*Task goal*
When you reach the line with "pub enum LiteralValue" in the data below, begin printing lines exactly, and stop once the line with "a property name" has been printed.

*Input for this task*
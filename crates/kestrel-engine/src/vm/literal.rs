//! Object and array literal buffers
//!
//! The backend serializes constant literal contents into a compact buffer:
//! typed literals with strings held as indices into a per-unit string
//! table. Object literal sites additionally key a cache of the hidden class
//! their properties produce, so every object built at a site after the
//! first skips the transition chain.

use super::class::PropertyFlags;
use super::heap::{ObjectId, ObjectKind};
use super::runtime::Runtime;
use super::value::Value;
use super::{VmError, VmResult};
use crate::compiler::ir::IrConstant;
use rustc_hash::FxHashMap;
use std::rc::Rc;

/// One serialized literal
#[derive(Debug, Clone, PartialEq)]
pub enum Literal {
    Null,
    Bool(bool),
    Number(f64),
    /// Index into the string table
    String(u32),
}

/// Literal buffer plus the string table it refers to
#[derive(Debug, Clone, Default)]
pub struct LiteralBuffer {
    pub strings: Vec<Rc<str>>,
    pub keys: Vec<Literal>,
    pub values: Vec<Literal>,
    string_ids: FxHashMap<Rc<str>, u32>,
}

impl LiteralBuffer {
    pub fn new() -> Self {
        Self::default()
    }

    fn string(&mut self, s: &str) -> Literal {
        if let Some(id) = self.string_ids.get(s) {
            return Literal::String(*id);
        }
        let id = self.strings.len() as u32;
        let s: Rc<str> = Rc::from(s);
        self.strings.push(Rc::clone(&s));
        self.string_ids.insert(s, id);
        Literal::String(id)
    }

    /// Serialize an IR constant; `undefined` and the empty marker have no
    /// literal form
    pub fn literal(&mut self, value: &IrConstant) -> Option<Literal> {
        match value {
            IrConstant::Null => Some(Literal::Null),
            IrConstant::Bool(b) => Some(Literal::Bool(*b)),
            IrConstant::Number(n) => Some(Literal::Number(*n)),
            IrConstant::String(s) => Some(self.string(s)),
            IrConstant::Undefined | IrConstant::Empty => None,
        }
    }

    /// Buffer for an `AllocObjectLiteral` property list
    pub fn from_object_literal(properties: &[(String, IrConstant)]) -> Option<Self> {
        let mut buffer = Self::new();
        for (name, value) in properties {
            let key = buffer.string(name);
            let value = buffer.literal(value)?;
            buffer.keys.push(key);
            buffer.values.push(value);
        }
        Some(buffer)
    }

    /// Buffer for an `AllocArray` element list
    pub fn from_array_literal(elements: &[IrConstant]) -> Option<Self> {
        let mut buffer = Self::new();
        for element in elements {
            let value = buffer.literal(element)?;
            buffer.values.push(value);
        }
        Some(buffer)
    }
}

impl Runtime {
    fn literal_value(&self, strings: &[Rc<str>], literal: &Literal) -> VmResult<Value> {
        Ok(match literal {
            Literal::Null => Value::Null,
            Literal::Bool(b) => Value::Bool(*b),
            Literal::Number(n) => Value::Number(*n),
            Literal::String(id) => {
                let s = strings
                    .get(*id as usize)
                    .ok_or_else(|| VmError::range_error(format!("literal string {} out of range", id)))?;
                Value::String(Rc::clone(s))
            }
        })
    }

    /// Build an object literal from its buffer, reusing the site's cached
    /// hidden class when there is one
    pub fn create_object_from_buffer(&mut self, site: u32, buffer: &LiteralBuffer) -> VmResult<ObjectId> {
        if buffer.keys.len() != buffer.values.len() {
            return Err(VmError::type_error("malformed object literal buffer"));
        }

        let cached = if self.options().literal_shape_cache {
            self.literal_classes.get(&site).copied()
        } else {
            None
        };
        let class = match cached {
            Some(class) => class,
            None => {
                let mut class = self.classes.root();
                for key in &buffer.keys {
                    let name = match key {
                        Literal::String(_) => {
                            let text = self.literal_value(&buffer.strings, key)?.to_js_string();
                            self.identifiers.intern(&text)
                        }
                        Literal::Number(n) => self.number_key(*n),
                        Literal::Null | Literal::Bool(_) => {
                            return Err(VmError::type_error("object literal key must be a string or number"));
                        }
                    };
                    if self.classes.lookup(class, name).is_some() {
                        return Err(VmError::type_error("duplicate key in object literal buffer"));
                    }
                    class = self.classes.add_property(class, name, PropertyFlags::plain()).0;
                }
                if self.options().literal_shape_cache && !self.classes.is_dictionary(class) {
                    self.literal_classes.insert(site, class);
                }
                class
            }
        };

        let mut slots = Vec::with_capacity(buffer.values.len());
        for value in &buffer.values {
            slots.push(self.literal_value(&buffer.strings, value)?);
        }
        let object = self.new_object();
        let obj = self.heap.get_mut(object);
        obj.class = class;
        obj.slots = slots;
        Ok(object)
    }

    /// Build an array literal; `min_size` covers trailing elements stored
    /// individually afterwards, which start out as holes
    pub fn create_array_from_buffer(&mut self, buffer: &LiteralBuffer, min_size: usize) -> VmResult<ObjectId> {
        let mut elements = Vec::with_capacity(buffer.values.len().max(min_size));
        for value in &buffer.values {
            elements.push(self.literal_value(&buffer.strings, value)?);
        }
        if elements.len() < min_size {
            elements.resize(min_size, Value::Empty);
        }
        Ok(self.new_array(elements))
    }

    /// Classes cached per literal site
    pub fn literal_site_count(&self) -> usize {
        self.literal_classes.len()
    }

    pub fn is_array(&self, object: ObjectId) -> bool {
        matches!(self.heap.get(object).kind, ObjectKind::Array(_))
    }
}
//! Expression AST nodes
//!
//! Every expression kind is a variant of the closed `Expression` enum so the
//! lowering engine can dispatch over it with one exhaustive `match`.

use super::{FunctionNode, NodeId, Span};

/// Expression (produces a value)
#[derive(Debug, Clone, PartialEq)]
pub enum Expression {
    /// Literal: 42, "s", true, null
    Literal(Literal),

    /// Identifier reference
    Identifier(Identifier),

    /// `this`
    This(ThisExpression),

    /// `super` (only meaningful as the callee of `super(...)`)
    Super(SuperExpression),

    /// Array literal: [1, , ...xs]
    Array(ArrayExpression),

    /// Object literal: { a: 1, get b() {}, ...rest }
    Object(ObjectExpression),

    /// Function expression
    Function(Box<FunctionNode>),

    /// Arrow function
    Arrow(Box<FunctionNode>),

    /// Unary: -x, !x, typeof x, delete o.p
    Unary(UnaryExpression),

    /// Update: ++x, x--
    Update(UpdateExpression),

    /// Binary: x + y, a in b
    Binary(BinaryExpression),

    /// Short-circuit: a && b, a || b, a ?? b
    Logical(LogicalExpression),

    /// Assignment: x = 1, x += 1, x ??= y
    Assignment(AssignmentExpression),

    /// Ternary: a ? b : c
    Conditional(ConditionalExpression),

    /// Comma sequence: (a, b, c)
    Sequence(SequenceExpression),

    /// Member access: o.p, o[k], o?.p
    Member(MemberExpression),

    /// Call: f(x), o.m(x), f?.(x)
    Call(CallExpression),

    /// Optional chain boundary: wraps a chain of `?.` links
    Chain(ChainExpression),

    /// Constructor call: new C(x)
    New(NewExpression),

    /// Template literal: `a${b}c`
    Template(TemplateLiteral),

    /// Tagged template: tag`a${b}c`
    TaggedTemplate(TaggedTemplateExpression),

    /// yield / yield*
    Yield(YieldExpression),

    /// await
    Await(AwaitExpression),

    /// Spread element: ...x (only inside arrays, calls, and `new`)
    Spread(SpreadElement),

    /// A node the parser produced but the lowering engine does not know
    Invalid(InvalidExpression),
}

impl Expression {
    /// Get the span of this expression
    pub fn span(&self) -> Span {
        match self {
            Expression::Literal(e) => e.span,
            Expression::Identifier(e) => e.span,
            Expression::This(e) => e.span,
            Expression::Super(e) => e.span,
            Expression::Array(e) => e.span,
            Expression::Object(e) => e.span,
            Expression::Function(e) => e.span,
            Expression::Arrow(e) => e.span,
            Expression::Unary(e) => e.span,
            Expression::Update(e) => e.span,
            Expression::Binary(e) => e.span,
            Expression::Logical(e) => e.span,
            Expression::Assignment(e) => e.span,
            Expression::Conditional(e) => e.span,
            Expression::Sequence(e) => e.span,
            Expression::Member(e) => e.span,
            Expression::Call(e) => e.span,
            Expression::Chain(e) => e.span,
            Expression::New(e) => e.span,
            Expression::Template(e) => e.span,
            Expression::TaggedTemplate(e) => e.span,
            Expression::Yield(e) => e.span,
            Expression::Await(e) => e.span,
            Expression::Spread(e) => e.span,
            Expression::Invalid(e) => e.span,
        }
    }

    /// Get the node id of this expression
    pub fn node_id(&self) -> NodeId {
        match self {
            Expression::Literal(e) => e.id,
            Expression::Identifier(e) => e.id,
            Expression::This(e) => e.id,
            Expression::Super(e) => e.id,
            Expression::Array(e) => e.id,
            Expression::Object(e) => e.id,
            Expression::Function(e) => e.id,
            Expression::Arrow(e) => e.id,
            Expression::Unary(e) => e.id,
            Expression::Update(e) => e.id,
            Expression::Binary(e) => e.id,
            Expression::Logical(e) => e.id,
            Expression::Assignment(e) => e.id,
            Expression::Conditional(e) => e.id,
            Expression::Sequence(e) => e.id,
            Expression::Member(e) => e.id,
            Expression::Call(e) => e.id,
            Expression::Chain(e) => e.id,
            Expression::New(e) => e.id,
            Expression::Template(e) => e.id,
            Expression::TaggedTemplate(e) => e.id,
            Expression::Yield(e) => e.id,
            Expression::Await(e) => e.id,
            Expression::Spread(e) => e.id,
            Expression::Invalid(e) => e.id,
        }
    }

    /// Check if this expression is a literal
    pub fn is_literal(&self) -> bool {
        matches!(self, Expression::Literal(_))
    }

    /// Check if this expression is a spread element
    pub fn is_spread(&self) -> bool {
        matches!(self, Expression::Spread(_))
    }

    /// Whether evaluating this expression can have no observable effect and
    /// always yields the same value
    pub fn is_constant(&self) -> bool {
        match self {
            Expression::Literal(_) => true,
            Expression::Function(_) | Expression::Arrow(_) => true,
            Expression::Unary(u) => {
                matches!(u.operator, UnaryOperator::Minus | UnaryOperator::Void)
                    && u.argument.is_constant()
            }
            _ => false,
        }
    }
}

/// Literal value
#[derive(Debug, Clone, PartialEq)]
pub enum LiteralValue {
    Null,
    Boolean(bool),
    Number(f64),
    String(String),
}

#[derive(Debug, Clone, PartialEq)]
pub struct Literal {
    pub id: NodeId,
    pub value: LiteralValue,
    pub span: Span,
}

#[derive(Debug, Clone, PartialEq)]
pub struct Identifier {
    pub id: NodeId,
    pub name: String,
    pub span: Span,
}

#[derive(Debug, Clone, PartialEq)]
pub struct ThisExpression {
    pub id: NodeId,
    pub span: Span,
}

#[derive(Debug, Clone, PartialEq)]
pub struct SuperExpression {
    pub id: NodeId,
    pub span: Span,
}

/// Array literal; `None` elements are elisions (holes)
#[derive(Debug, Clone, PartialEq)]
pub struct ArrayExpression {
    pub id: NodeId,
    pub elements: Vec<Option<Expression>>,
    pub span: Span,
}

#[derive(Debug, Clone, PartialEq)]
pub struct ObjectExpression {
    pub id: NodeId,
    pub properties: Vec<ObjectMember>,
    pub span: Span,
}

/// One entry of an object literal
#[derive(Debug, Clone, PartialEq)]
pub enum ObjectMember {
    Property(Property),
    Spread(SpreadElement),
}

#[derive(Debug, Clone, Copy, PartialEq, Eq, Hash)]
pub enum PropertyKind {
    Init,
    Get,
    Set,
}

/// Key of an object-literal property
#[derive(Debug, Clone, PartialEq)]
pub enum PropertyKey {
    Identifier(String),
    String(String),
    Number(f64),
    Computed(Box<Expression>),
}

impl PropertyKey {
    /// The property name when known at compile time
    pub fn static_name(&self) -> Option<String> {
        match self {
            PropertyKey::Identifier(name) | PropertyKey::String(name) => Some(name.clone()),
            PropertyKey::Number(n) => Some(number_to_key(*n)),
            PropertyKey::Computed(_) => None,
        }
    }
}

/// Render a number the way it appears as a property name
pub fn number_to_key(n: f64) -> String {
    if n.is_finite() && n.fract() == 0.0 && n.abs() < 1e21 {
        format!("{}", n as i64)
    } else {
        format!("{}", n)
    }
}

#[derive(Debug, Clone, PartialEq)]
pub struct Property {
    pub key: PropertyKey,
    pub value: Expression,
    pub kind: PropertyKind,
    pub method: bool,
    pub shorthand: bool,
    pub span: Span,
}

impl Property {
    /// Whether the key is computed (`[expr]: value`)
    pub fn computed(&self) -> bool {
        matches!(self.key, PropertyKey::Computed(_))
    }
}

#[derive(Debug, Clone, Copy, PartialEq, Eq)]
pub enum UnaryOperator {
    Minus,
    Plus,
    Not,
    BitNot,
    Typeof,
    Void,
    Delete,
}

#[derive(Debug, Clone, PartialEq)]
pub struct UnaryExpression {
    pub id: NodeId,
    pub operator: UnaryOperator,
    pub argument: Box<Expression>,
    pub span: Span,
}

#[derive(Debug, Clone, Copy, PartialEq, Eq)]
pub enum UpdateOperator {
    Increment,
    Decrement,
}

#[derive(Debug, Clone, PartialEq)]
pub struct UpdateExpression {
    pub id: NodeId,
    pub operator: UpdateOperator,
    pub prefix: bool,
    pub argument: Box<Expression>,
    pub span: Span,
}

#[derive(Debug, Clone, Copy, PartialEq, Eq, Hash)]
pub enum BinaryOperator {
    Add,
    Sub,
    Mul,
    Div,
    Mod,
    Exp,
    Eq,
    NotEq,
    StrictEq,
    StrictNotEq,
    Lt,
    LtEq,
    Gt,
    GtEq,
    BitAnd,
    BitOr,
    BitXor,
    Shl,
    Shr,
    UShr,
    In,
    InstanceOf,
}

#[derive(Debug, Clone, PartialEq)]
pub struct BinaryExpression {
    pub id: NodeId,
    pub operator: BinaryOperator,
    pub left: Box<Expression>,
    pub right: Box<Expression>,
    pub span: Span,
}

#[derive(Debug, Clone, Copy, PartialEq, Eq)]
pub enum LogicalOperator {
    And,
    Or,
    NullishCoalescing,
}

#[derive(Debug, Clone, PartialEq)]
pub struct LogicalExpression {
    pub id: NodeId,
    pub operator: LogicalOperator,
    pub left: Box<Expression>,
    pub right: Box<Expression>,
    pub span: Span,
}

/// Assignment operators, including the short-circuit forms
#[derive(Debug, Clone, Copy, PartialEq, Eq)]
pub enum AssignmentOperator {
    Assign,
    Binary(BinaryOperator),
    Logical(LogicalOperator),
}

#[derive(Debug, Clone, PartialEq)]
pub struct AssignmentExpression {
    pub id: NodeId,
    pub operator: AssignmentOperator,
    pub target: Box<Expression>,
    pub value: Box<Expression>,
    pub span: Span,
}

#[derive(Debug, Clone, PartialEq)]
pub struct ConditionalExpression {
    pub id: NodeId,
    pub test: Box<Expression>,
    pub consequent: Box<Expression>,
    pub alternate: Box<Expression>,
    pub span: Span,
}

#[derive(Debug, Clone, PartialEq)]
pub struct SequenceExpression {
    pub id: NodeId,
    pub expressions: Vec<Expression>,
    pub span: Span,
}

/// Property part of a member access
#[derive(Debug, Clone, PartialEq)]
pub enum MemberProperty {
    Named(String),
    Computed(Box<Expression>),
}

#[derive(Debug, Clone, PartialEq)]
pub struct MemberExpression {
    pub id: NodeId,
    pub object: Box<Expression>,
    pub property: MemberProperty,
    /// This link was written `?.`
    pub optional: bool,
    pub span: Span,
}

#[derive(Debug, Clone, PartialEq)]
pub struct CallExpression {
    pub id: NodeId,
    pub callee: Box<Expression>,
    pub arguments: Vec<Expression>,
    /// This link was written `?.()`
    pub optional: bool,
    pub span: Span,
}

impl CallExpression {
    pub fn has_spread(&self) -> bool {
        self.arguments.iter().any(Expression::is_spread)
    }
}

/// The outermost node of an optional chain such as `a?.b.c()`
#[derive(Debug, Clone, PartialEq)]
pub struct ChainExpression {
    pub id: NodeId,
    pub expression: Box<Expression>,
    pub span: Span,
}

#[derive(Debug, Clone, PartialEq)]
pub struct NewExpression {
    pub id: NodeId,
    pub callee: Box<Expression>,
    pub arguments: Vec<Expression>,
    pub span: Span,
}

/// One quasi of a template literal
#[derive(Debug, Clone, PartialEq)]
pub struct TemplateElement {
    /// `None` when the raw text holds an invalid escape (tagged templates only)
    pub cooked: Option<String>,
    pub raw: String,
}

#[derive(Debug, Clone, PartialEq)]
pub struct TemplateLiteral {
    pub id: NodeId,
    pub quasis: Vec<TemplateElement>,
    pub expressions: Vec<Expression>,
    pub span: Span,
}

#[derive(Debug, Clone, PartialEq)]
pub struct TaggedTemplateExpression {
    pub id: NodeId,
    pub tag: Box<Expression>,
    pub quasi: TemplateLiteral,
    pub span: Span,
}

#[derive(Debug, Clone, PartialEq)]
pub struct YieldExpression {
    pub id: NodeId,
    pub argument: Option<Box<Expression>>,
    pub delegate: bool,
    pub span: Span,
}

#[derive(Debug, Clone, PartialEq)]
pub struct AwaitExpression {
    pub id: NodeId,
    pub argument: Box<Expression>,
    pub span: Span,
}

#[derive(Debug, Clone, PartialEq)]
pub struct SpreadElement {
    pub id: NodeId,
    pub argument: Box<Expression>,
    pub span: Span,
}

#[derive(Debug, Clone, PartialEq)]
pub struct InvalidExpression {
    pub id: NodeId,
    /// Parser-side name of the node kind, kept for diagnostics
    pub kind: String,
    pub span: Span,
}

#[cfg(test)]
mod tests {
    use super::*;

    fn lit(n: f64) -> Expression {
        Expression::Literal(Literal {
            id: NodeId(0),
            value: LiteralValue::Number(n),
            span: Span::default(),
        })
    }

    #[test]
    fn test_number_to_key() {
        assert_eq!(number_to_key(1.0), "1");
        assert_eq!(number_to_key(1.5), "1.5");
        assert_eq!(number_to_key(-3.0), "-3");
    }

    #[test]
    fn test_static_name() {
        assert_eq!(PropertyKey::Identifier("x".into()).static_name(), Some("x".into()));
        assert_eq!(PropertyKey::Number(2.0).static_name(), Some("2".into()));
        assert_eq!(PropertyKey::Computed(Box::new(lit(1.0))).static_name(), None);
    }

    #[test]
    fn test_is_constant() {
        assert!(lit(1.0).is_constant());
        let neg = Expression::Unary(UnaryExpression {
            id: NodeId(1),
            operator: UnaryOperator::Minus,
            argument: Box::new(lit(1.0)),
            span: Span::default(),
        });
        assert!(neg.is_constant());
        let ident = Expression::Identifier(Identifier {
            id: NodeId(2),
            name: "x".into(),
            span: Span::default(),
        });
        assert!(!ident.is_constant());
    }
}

*Result of the task*
pub enum LiteralValue {
    Null,
    Boolean(bool),
    Number(f64),
    String(String),
}

#[derive(Debug, Clone, PartialEq)]
pub struct Literal {
    pub id: NodeId,
    pub value: LiteralValue,
    pub span: Span,
}

#[derive(Debug, Clone, PartialEq)]
pub struct Identifier {
    pub id: NodeId,
    pub name: String,
    pub span: Span,
}

#[derive(Debug, Clone, PartialEq)]
pub struct ThisExpression {
    pub id: NodeId,
    pub span: Span,
}

#[derive(Debug, Clone, PartialEq)]
pub struct SuperExpression {
    pub id: NodeId,
    pub span: Span,
}

/// Array literal; `None` elements are elisions (holes)
#[derive(Debug, Clone, PartialEq)]
pub struct ArrayExpression {
    pub id: NodeId,
    pub elements: Vec<Option<Expression>>,
    pub span: Span,
}

#[derive(Debug, Clone, PartialEq)]
pub struct ObjectExpression {
    pub id: NodeId,
    pub properties: Vec<ObjectMember>,
    pub span: Span,
}

/// One entry of an object literal
#[derive(Debug, Clone, PartialEq)]
pub enum ObjectMember {
    Property(Property),
    Spread(SpreadElement),
}

#[derive(Debug, Clone, Copy, PartialEq, Eq, Hash)]
pub enum PropertyKind {
    Init,
    Get,
    Set,
}

/// Key of an object-literal property
#[derive(Debug, Clone, PartialEq)]
pub enum PropertyKey {
    Identifier(String),
    String(String),
    Number(f64),
    Computed(Box<Expression>),
}

impl PropertyKey {
    /// The property name when known at compile time
    pub fn static_name(&self) -> Option<String> {
        match self {
            PropertyKey::Identifier(name) | PropertyKey::String(name) => Some(name.clone()),
            PropertyKey::Number(n) => Some(number_to_key(*n)),
            PropertyKey::Computed(_) => None,
        }
    }
}

/// Render a number the way it appears as a property name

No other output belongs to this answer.